__YOUR OBJECTIVE__:
Bring together all lines from the listing below that contain the string "SpilledInstructions".
**** PROVIDED DATA
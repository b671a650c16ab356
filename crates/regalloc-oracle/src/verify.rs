//! Structural checks on the register allocator's output.
//!
//! Every check works on one already-parsed function and never looks at operand
//! values, only at operand kinds and, for registers, whether they are the frame
//! base or stack pointer. Three checks are provided:
//!
//! * no spills: no instruction touches a frame-relative memory operand;
//! * bounded spills: the number of `mov`s touching the stack, and the number of
//!   distinct stack slots they touch, stay within a budget;
//! * coalescing: no spills at all, and few enough register-to-register `mov`s.

use std::collections::BTreeSet;
use std::fmt;

use tracing::debug;

use crate::asm::{AsmItem, AssemblyFunction, Instruction, Opcode, Operand};
use crate::error::FailureKind;

/// A structural property to check, with its threshold.
#[derive(Debug, Clone, Copy, PartialEq, Eq)]
pub enum Check {
    NoSpill,
    Spill {
        /// Upper bound on `mov` instructions that access the stack.
        max_spilled_instructions: usize,
        /// Upper bound on distinct stack slots those instructions access.
        max_spilled_pseudos: usize,
    },
    Coalesce {
        /// Upper bound on `mov`s between general registers.
        max_moves: usize,
    },
}

/// Does this item access a value on the stack?
pub fn uses_stack(item: &AsmItem) -> bool {
    match item {
        AsmItem::Label(_) => false,
        AsmItem::Instruction(i) => i.operands.iter().any(Operand::is_stack_slot),
    }
}

/// A `mov` whose source and destination are both registers other than the
/// frame base and stack pointer. `mov %eax, %eax` counts too.
pub fn is_mov_between_regs(item: &AsmItem) -> bool {
    let AsmItem::Instruction(i) = item else {
        return false;
    };
    if i.opcode != Opcode::Mov {
        return false;
    }
    match i.operands.as_slice() {
        [Operand::Reg(src), Operand::Reg(dst)] => {
            !src.is_frame_register() && !dst.is_frame_register()
        }
        _ => false,
    }
}

/// Spill traffic in one function.
#[derive(Debug, Clone, Default, PartialEq, Eq)]
pub struct SpillMetrics {
    /// `mov` instructions that access the stack.
    pub instructions: Vec<Instruction>,
    /// Distinct memory operands those instructions reference, rendered as text.
    pub slots: BTreeSet<String>,
}

impl SpillMetrics {
    pub fn measure(func: &AssemblyFunction) -> Self {
        let instructions: Vec<Instruction> = func
            .items
            .iter()
            .filter(|item| uses_stack(item))
            .filter_map(AsmItem::as_instruction)
            .filter(|i| i.opcode == Opcode::Mov)
            .cloned()
            .collect();
        let slots = instructions
            .iter()
            .flat_map(|i| &i.operands)
            .filter(|op| op.is_memory())
            .map(ToString::to_string)
            .collect();
        Self {
            instructions,
            slots,
        }
    }

    pub fn instruction_count(&self) -> usize {
        self.instructions.len()
    }

    pub fn slot_count(&self) -> usize {
        self.slots.len()
    }
}

/// Instructions that touch a stack slot, in order.
pub fn stack_accesses(func: &AssemblyFunction) -> Vec<Instruction> {
    func.items
        .iter()
        .filter(|item| uses_stack(item))
        .filter_map(AsmItem::as_instruction)
        .cloned()
        .collect()
}

/// Register-to-register moves the allocator failed to coalesce, in order.
pub fn register_moves(func: &AssemblyFunction) -> Vec<Instruction> {
    func.items
        .iter()
        .filter(|item| is_mov_between_regs(item))
        .filter_map(AsmItem::as_instruction)
        .cloned()
        .collect()
}

/// One broken guarantee, with the instructions responsible.
#[derive(Debug, Clone, PartialEq, Eq)]
pub enum Violation {
    StackAccess {
        offending: Vec<Instruction>,
    },
    SpilledInstructions {
        max: usize,
        found: usize,
        offending: Vec<Instruction>,
    },
    SpilledPseudos {
        max: usize,
        found: usize,
        offending: Vec<Instruction>,
    },
    RegisterMoves {
        max: usize,
        found: usize,
        offending: Vec<Instruction>,
    },
}

impl Violation {
    pub fn offending(&self) -> &[Instruction] {
        match self {
            Violation::StackAccess { offending }
            | Violation::SpilledInstructions { offending, .. }
            | Violation::SpilledPseudos { offending, .. }
            | Violation::RegisterMoves { offending, .. } => offending,
        }
    }

    pub fn kind(&self) -> FailureKind {
        match self {
            Violation::StackAccess { .. } => FailureKind::NoSpill,
            Violation::SpilledInstructions { .. } | Violation::SpilledPseudos { .. } => {
                FailureKind::SpillBudget
            }
            Violation::RegisterMoves { .. } => FailureKind::CoalesceBudget,
        }
    }
}

impl fmt::Display for Violation {
    fn fmt(&self, f: &mut fmt::Formatter<'_>) -> fmt::Result {
        match self {
            Violation::StackAccess { .. } => {
                f.write_str("Found instructions that use operands on the stack")
            }
            Violation::SpilledInstructions { max, found, .. } => write!(
                f,
                "Should only need {max} instructions involving spilled pseudo but found {found}"
            ),
            Violation::SpilledPseudos { max, found, .. } => write!(
                f,
                "At most {max} pseudoregs should have been spilled, looks like {found} were"
            ),
            Violation::RegisterMoves { max, found, .. } => write!(
                f,
                "Expected at most {max} move instructions but found {found}"
            ),
        }
    }
}

/// Failed structural check: every violation, plus the whole function so the
/// offending instructions can be read in context.
#[derive(Debug, Clone, PartialEq, Eq)]
pub struct StructuralFailure {
    pub function: AssemblyFunction,
    pub violations: Vec<Violation>,
}

impl StructuralFailure {
    pub fn kind(&self) -> FailureKind {
        self.violations
            .first()
            .map_or(FailureKind::NoSpill, Violation::kind)
    }
}

impl fmt::Display for StructuralFailure {
    fn fmt(&self, f: &mut fmt::Formatter<'_>) -> fmt::Result {
        for v in &self.violations {
            writeln!(f, "{v}")?;
            writeln!(f, "Bad instructions:")?;
            for i in v.offending() {
                writeln!(f, "    {i}")?;
            }
        }
        write!(f, "Complete assembly function:\n{}", self.function)
    }
}

impl std::error::Error for StructuralFailure {}

fn finish(func: &AssemblyFunction, violations: Vec<Violation>) -> Result<(), StructuralFailure> {
    if violations.is_empty() {
        Ok(())
    } else {
        Err(StructuralFailure {
            function: func.clone(),
            violations,
        })
    }
}

fn no_spill_violation(func: &AssemblyFunction) -> Option<Violation> {
    let offending = stack_accesses(func);
    (!offending.is_empty()).then_some(Violation::StackAccess { offending })
}

/// Every value lives in a register: nothing touches the stack.
pub fn check_no_spills(func: &AssemblyFunction) -> Result<(), StructuralFailure> {
    finish(func, no_spill_violation(func).into_iter().collect())
}

/// Spilling is allowed, within both budgets. Both bounds are checked and both
/// are reported when both are exceeded.
pub fn check_spills(
    func: &AssemblyFunction,
    max_spilled_instructions: usize,
    max_spilled_pseudos: usize,
) -> Result<(), StructuralFailure> {
    let metrics = SpillMetrics::measure(func);
    debug!(
        function = %func.name,
        instructions = metrics.instruction_count(),
        slots = metrics.slot_count(),
        "spill metrics"
    );

    let mut violations = Vec::new();
    if metrics.instruction_count() > max_spilled_instructions {
        violations.push(Violation::SpilledInstructions {
            max: max_spilled_instructions,
            found: metrics.instruction_count(),
            offending: metrics.instructions.clone(),
        });
    }
    if metrics.slot_count() > max_spilled_pseudos {
        violations.push(Violation::SpilledPseudos {
            max: max_spilled_pseudos,
            found: metrics.slot_count(),
            offending: metrics.instructions,
        });
    }
    finish(func, violations)
}

/// No spills, and at most `max_moves` register-to-register moves. A function
/// that spills fails on the stack access alone; moves are not counted.
pub fn check_coalescing(func: &AssemblyFunction, max_moves: usize) -> Result<(), StructuralFailure> {
    if let Some(v) = no_spill_violation(func) {
        return finish(func, vec![v]);
    }
    let moves = register_moves(func);
    debug!(function = %func.name, moves = moves.len(), "register moves");
    if moves.len() > max_moves {
        return finish(
            func,
            vec![Violation::RegisterMoves {
                max: max_moves,
                found: moves.len(),
                offending: moves,
            }],
        );
    }
    Ok(())
}

pub fn verify(check: Check, func: &AssemblyFunction) -> Result<(), StructuralFailure> {
    match check {
        Check::NoSpill => check_no_spills(func),
        Check::Spill {
            max_spilled_instructions,
            max_spilled_pseudos,
        } => check_spills(func, max_spilled_instructions, max_spilled_pseudos),
        Check::Coalesce { max_moves } => check_coalescing(func, max_moves),
    }
}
********
__WRITTEN RESPONSE__:
    SpilledInstructions {
            | Violation::SpilledInstructions { offending, .. }
            Violation::SpilledInstructions { .. } | Violation::SpilledPseudos { .. } => {
            Violation::SpilledInstructions { max, found, .. } => write!(
        violations.push(Violation::SpilledInstructions {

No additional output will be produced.